How to drive TTL RGB laser module??

[nmaddix]

I'm betting this has been answered here somewhere but I can't find it for the life of me.

I bought a couple of these RGB laser modules to try out. There is a 12V input and 3 TTL inputs for the 3 colors.

Question is, what kind of signal is expected? I'm guessing PWM.

If so, what frequency and duty cycle range?

Is the TTL level 5V (most likely) or 12V?

I'm an electrical engineer so all technical details welcome.

Surely this info is online somewhere but the vendor doesn't have it (aliexpress special) and I'm coming up empty.

[buffo]

I bought a couple of these RGB laser modules to try out. There is a 12V input and 3 TTL inputs for the 3 colors.
Question is, what kind of signal is expected? I'm guessing PWM.

TTL modulation inputs are designed for simple on-off operation. 0 volts = off, +5 volts = on at 100% power. Do *not* exceed +5 volts on the modulation input.

As a general rule, TTL modulation inputs are not designed to support any sort of pulse-width modulation. Not to say that you can't apply a PMW signal, but the laser may not behave as you expect. (Depending on the speed at which the driver responds to modulation input.)

Some people have experimented with various duty cycles in an attempt to get "pseudo-analog modulation" from a TTL modulation driver. To calculate the duty cycle, they work backwards from the point speed of the scanners.

If you assume 30Kpps, then each point lasts 33 microseconds. From there, you can sub-divide the time of each point into however many slices you need to get the brightness variability you want. You might start by using a base frequency of 1 MHz, which in theory would give you 33 possible intensity levels for each point.

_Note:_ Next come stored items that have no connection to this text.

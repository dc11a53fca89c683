//! Text producers - turn an uploaded document into raw text
//!
//! The signal extractors only ever see a string. How that string is produced
//! (direct text extraction, OCR, a paste) is hidden behind [`TextSource`].

use serde::{Deserialize, Serialize};
use std::io::Read;
use std::path::{Path, PathBuf};
use thiserror::Error;

/// How the text of a document was obtained
#[derive(Debug, Clone, Copy, PartialEq, Eq, Hash, Serialize, Deserialize)]
#[serde(rename_all = "lowercase")]
#[derive(Default)]
pub enum ExtractionMethod {
    /// Text layer read directly
    Direct,
    /// Image-based recognition
    Ocr,
    /// Nothing usable was found
    #[default]
    None,
}

impl std::fmt::Display for ExtractionMethod {
    fn fmt(&self, f: &mut std::fmt::Formatter<'_>) -> std::fmt::Result {
        match self {
            ExtractionMethod::Direct => write!(f, "direct"),
            ExtractionMethod::Ocr => write!(f, "ocr"),
            ExtractionMethod::None => write!(f, "none"),
        }
    }
}

/// Text recovered from one document
#[derive(Debug, Clone, PartialEq)]
pub struct ExtractedText {
    pub text: String,
    pub method: ExtractionMethod,
}

impl ExtractedText {
    /// Wrap already-available text, e.g. from `--text`
    pub fn direct(text: &str) -> Self {
        let text = collapse_whitespace(text);
        let method = if text.is_empty() {
            ExtractionMethod::None
        } else {
            ExtractionMethod::Direct
        };
        Self { text, method }
    }
}

/// Errors producing text from a document
#[derive(Debug, Error)]
pub enum SourceError {
    #[error("cannot read {path:?}: {source}")]
    Io {
        path: PathBuf,
        source: std::io::Error,
    },

    #[error("unsupported input {path:?}: {reason}")]
    Unsupported { path: PathBuf, reason: String },
}

/// A document-to-text converter
pub trait TextSource {
    /// Produce text for `path`; `-` means stdin where the source supports it
    fn extract(&self, path: &Path) -> Result<ExtractedText, SourceError>;
}

/// Extensions [`PlainTextSource`] refuses because they need a real converter
const BINARY_EXTENSIONS: &[&str] = &["pdf", "png", "jpg", "jpeg", "tif", "tiff", "bmp", "gif"];

/// Reads UTF-8 text files (lossily) or stdin
#[derive(Debug, Clone, Copy, Default)]
pub struct PlainTextSource;

impl TextSource for PlainTextSource {
    fn extract(&self, path: &Path) -> Result<ExtractedText, SourceError> {
        let io_err = |source| SourceError::Io {
            path: path.to_path_buf(),
            source,
        };

        let bytes = if path == Path::new("-") {
            let mut buf = Vec::new();
            std::io::stdin().read_to_end(&mut buf).map_err(io_err)?;
            buf
        } else {
            if let Some(ext) = path.extension().and_then(|e| e.to_str()) {
                if BINARY_EXTENSIONS.contains(&ext.to_lowercase().as_str()) {
                    return Err(SourceError::Unsupported {
                        path: path.to_path_buf(),
                        reason: format!(".{} files need a document converter", ext),
                    });
                }
            }
            std::fs::read(path).map_err(io_err)?
        };

        Ok(ExtractedText::direct(&String::from_utf8_lossy(&bytes)))
    }
}

/// Collapse whitespace runs to single spaces and trim
pub fn collapse_whitespace(text: &str) -> String {
    text.split_whitespace().collect::<Vec<_>>().join(" ")
}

In practice, however, it's very likely that your driver will not respond linearly to a 1 Mhz PWM input. Most people are happy if they can get 8 to 10 discrete brightness levels via PWM, which in this case means your base frequency would be around 300 KHz. But again, these cheap modules are not specifically designed to support PWM, so your results may vary. (You may even find that different channels - red, green, blue - have different response speeds.)

If you want good, linear control over the brightness of the laser, you need to purchase a driver that supports ANALOG modulation. The input signal limit is the same (0 volts = off, +5 volts = on at full brightness), but now as you reduce the modulation signal voltage from +5 volts, the output of the laser also dims in direct proportion. So +4 volts = 80%, +2.5 volts = 50%, and so on.

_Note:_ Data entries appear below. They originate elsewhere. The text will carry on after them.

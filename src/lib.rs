//! QuoteForge: machining quote estimation from drawing text
//!
//! Text from a part drawing is mined for signals (material, quantity,
//! weight and bounding dimensions), which the estimation engine turns into
//! either a priced quote or a list of the inputs it still needs.

pub mod cli;
pub mod core;
pub mod entities;
pub mod estimate;
pub mod signals;
//! `qf config` command - Configuration management
//!
//! View and modify the global and project config files.

use clap::Subcommand;
use console::style;
use miette::{IntoDiagnostic, Result};
use std::fs;
use std::path::PathBuf;

use crate::cli::helpers::load_project;
use crate::cli::GlobalOpts;
use crate::core::Config;

#[derive(Subcommand, Debug)]
pub enum ConfigCommands {
    /// Show current configuration values
    Show(ShowArgs),

    /// Set a configuration value
    Set(SetArgs),

    /// Unset (remove) a configuration value
    Unset(UnsetArgs),

    /// Show paths to configuration files
    Path(PathArgs),

    /// List all available configuration keys
    Keys,
}

#[derive(clap::Args, Debug)]
pub struct ShowArgs {
    /// Show only this key's value
    pub key: Option<String>,

    /// Show only project-level config
    #[arg(long = "project-only")]
    pub project_only: bool,

    /// Show only global (user) config
    #[arg(long = "global-only")]
    pub global_only: bool,
}

#[derive(clap::Args, Debug)]
pub struct SetArgs {
    /// Configuration key (e.g., policy, thresholds.max_selected)
    pub key: String,

    /// Value to set (numbers and booleans keep their type)
    pub value: String,

    /// Set in global (user) config instead of project config
    #[arg(long, short = 'g')]
    pub global: bool,
}

#[derive(clap::Args, Debug)]
pub struct UnsetArgs {
    /// Configuration key to remove
    pub key: String,

    /// Remove from global (user) config instead of project config
    #[arg(long, short = 'g')]
    pub global: bool,
}

#[derive(clap::Args, Debug)]
pub struct PathArgs {
    /// Show only project config path
    #[arg(long = "project-only")]
    pub project_only: bool,

    /// Show only global config path
    #[arg(long = "global-only")]
    pub global_only: bool,
}

/// Valid configuration keys
const VALID_KEYS: &[(&str, &str)] = &[
    ("author", "Author recorded on saved quotes"),
    ("policy", "Readiness policy: lenient or strict"),
    ("knowledge_db", "Path of the reference knowledge store"),
    ("default_format", "Default output format (yaml, json, tsv)"),
    ("thresholds.<field>", "Dimension extraction threshold override"),
];

/// Run a config subcommand
pub fn run(cmd: ConfigCommands, global: &GlobalOpts) -> Result<()> {
    match cmd {
        ConfigCommands::Show(args) => run_show(args, global),
        ConfigCommands::Set(args) => run_set(args, global),
        ConfigCommands::Unset(args) => run_unset(args, global),
        ConfigCommands::Path(args) => run_path(args, global),
        ConfigCommands::Keys => run_keys(),
    }
}

fn run_show(args: ShowArgs, global: &GlobalOpts) -> Result<()> {
    let config = Config::load();

    if let Some(key) = &args.key {
        return match get_config_value(&config, key)? {
            Some(v) => {
                println!("{}", v);
                Ok(())
            }
            None => Err(miette::miette!("Key '{}' is not set", key)),
        };
    }

    if args.project_only && args.global_only {
        return Err(miette::miette!(
            "Cannot specify both --project-only and --global-only"
        ));
    }

    if args.project_only {
        show_file("Project config:", project_config_path(global)?)?;
    } else if args.global_only {
        show_file("Global config:", global_config_path()?)?;
    } else {
        println!("{}", style("Effective Configuration").bold().underlined());
        println!();

        print_config_value("author", config.author.as_deref());
        print_config_value("policy", Some(config.policy().to_string().as_str()));
        let db = config.knowledge_db.as_ref().map(|p| p.display().to_string());
        print_config_value("knowledge_db", db.as_deref());
        print_config_value("default_format", config.default_format.as_deref());

        let thresholds = serde_yml::to_string(&config.thresholds()).into_diagnostic()?;
        println!("  {}:", style("thresholds").cyan());
        for line in thresholds.lines() {
            println!("    {}", style(line).yellow());
        }

        println!();
        println!("{}", style("Config Sources (in priority order):").dim());
        println!("  1. Environment variables (QF_AUTHOR, QF_POLICY, QF_KNOWLEDGE_DB)");
        println!("  2. Project config (.qf/config.yaml)");
        println!("  3. Global config (~/.config/quoteforge/config.yaml)");
    }

    Ok(())
}

fn run_set(args: SetArgs, global: &GlobalOpts) -> Result<()> {
    validate_key(&args.key)?;

    let config_path = if args.global {
        global_config_path()?
    } else {
        project_config_path(global)?
    };

    let mut config_map = read_mapping(&config_path)?;
    set_nested_value(&mut config_map, &args.key, parse_scalar(&args.value))?;

    if let Some(parent) = config_path.parent() {
        fs::create_dir_all(parent).into_diagnostic()?;
    }

    let yaml = serde_yml::to_string(&config_map).into_diagnostic()?;
    fs::write(&config_path, yaml).into_diagnostic()?;

    let scope = if args.global { "global" } else { "project" };
    println!(
        "{} Set {} {} {} in {} config",
        style("✓").green(),
        style(&args.key).cyan(),
        style("→").dim(),
        style(&args.value).yellow(),
        scope
    );

    Ok(())
}

fn run_unset(args: UnsetArgs, global: &GlobalOpts) -> Result<()> {
    let config_path = if args.global {
        global_config_path()?
    } else {
        project_config_path(global)?
    };

    if !config_path.exists() {
        return Err(miette::miette!(
            "Config file does not exist: {}",
            config_path.display()
        ));
    }

    let mut config_map = read_mapping(&config_path)?;
    if !unset_nested_value(&mut config_map, &args.key) {
        return Err(miette::miette!("Key '{}' not found in config", args.key));
    }

    let yaml = serde_yml::to_string(&config_map).into_diagnostic()?;
    fs::write(&config_path, yaml).into_diagnostic()?;

    let scope = if args.global { "global" } else { "project" };
    println!(
        "{} Removed {} from {} config",
        style("✓").green(),
        style(&args.key).cyan(),
        scope
    );

    Ok(())
}

fn run_path(args: PathArgs, global: &GlobalOpts) -> Result<()> {
    if args.project_only && args.global_only {
        return Err(miette::miette!(
            "Cannot specify both --project-only and --global-only"
        ));
    }

    if args.project_only {
        println!("{}", project_config_path(global)?.display());
        return Ok(());
    }
    if args.global_only {
        println!("{}", global_config_path()?.display());
        return Ok(());
    }

    println!("{}", style("Configuration file paths:").bold());
    println!();
    print_path_line("Global:", Some(global_config_path()?));
    println!();
    print_path_line("Project:", project_config_path(global).ok());

    Ok(())
}

fn run_keys() -> Result<()> {
    println!("{}", style("Available configuration keys:").bold());
    println!();

    for (key, description) in VALID_KEYS {
        println!("  {:<22} {}", style(key).cyan(), style(description).dim());
    }

    println!();
    println!(
        "{}",
        style("Use 'qf config set <key> <value>' to set a value.").dim()
    );

    Ok(())
}

fn global_config_path() -> Result<PathBuf> {
    Config::global_config_path()
        .ok_or_else(|| miette::miette!("Could not determine global config directory"))
}

fn project_config_path(global: &GlobalOpts) -> Result<PathBuf> {
    Ok(load_project(global)?.config_path())
}

/// Reject keys that no config layer would read
fn validate_key(key: &str) -> Result<()> {
    let valid = match key.split_once('.') {
        Some(("thresholds", field)) => threshold_fields()?.iter().any(|f| f == field),
        Some(_) => false,
        None => VALID_KEYS.iter().any(|(k, _)| *k == key),
    };
    if valid {
        Ok(())
    } else {
        Err(miette::miette!(
            "Unknown config key '{}'. Run 'qf config keys' to list them.",
            key
        ))
    }
}

fn threshold_fields() -> Result<Vec<String>> {
    let defaults = serde_yml::to_value(Config::default().thresholds()).into_diagnostic()?;
    Ok(match defaults {
        serde_yml::Value::Mapping(map) => map
            .keys()
            .filter_map(|k| k.as_str().map(str::to_string))
            .collect(),
        _ => Vec::new(),
    })
}

fn get_config_value(config: &Config, key: &str) -> Result<Option<String>> {
    let value = match key {
        "author" => config.author.clone(),
        "policy" => Some(config.policy().to_string()),
        "knowledge_db" => config
            .knowledge_db
            .as_ref()
            .map(|p| p.display().to_string()),
        "default_format" => config.default_format.clone(),
        _ => match key.strip_prefix("thresholds.") {
            Some(field) => {
                let all = serde_yml::to_value(config.thresholds()).into_diagnostic()?;
                all.get(field)
                    .and_then(|v| serde_yml::to_string(v).ok())
                    .map(|s| s.trim().to_string())
            }
            None => None,
        },
    };
    Ok(value)
}

fn print_config_value(key: &str, value: Option<&str>) {
    if let Some(v) = value {
        println!("  {}: {}", style(key).cyan(), style(v).yellow());
    } else {
        println!("  {}: {}", style(key).cyan(), style("(not set)").dim());
    }
}

fn print_path_line(label: &str, path: Option<PathBuf>) {
    let pad = " ".repeat(label.len() + 3);
    match path {
        Some(path) => {
            println!("  {} {}", style(label).cyan(), path.display());
            if path.exists() {
                println!("{}{}", pad, style("(exists)").green());
            } else {
                println!("{}{}", pad, style("(not created)").dim());
            }
        }
        None => println!(
            "  {} {}",
            style(label).cyan(),
            style("(not in a QuoteForge project)").dim()
        ),
    }
}

fn show_file(label: &str, path: PathBuf) -> Result<()> {
    println!("{} {}", style(label).bold(), style(path.display()).dim());
    println!();

    if path.exists() {
        let content = fs::read_to_string(&path).into_diagnostic()?;
        print!("{}", content);
    } else {
        println!("{}", style("(not created)").dim());
    }
    Ok(())
}

/// Existing config file as a YAML mapping; missing or blank files are empty
fn read_mapping(path: &std::path::Path) -> Result<serde_yml::Value> {
    let empty = || serde_yml::Value::Mapping(Default::default());
    if !path.exists() {
        return Ok(empty());
    }
    let content = fs::read_to_string(path).into_diagnostic()?;
    let parsed: serde_yml::Value = serde_yml::from_str(&content).unwrap_or_else(|_| empty());
    Ok(if parsed.is_mapping() { parsed } else { empty() })
}

/// Command-line value as a YAML scalar, so `0.5` stays a number
fn parse_scalar(raw: &str) -> serde_yml::Value {
    match serde_yml::from_str::<serde_yml::Value>(raw) {
        Ok(v @ (serde_yml::Value::Number(_) | serde_yml::Value::Bool(_))) => v,
        _ => serde_yml::Value::String(raw.to_string()),
    }
}

fn set_nested_value(root: &mut serde_yml::Value, key: &str, value: serde_yml::Value) -> Result<()> {
    let parts: Vec<&str> = key.split('.').collect();
    let Some((last, parents)) = parts.split_last() else {
        return Err(miette::miette!("Empty config key"));
    };

    let mut current = root;
    for part in parents {
        let serde_yml::Value::Mapping(map) = current else {
            return Err(miette::miette!("'{}' is not a mapping", part));
        };
        let key = serde_yml::Value::String(part.to_string());
        if !map.contains_key(&key) {
            map.insert(key.clone(), serde_yml::Value::Mapping(Default::default()));
        }
        current = map
            .get_mut(&key)
            .ok_or_else(|| miette::miette!("Cannot set '{}'", part))?;
    }

    match current {
        serde_yml::Value::Mapping(map) => {
            map.insert(serde_yml::Value::String(last.to_string()), value);
            Ok(())
        }
        _ => Err(miette::miette!("Cannot set '{}': parent is not a mapping", key)),
    }
}

fn unset_nested_value(root: &mut serde_yml::Value, key: &str) -> bool {
    let parts: Vec<&str> = key.split('.').collect();
    let Some((last, parents)) = parts.split_last() else {
        return false;
    };

    let mut current = root;
    for part in parents {
        match current.get_mut(*part) {
            Some(next) => current = next,
            None => return false,
        }
    }

    match current {
        serde_yml::Value::Mapping(map) => {
            let key = serde_yml::Value::String(last.to_string());
            map.remove(&key).is_some()
        }
        _ => false,
    }
}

There's only a small increase in cost to upgrade from a TTL modulation driver to an an analog modulation driver, so most people will opt for the analog modulation unless they fully intent to always operate the laser at 100% power. (A beam rail is an example where TTL modulation is fine.)

Surely this info is online somewhere but the vendor doesn't have it (aliexpress special) and I'm coming up empty.

Doubtful. In a perfect world, the driver would come with a datasheet that specified all sorts of parameters, including the response time to a signal on the modulation input. In practice, this sort of information is almost never available for these cheap modules from China. (Doubly so when buying from Aliexpress, but even the manufacturer often doesn't have this info.) There are some drivers that don't even conform to the minimum impedance spec of 10Kohms on the modulation input. This is typical at the low end of the market, so it's a case of "buyer beware".

Adam

[VDX]

TTL modulation inputs are designed for simple on-off operation. 0 volts = off, +5 volts = on at 100% power. Do *not* exceed +5 volts on the modulation input.

... many chinese drivers "accept" +12V at the TTL-input ... some even +24V!

And many too have "inverted" logic -- so "0V" (or not connected!) for "ON" with laser output ... and "+5V" (or +12V) for "OFF" !!

Viktor

[buffo]

many chinese drivers "accept" +12V at the TTL-input ... some even +24V!

The problem with drivers that "accept" more than +5 volts is that some of them will overdrive the diode if you exceed the 5 volt threshold. Better safe than sorry!

And many too have "inverted" logic -- so "0V" (or not connected!) for "ON" with laser output ... and "+5V" (or +12V) for "OFF" !!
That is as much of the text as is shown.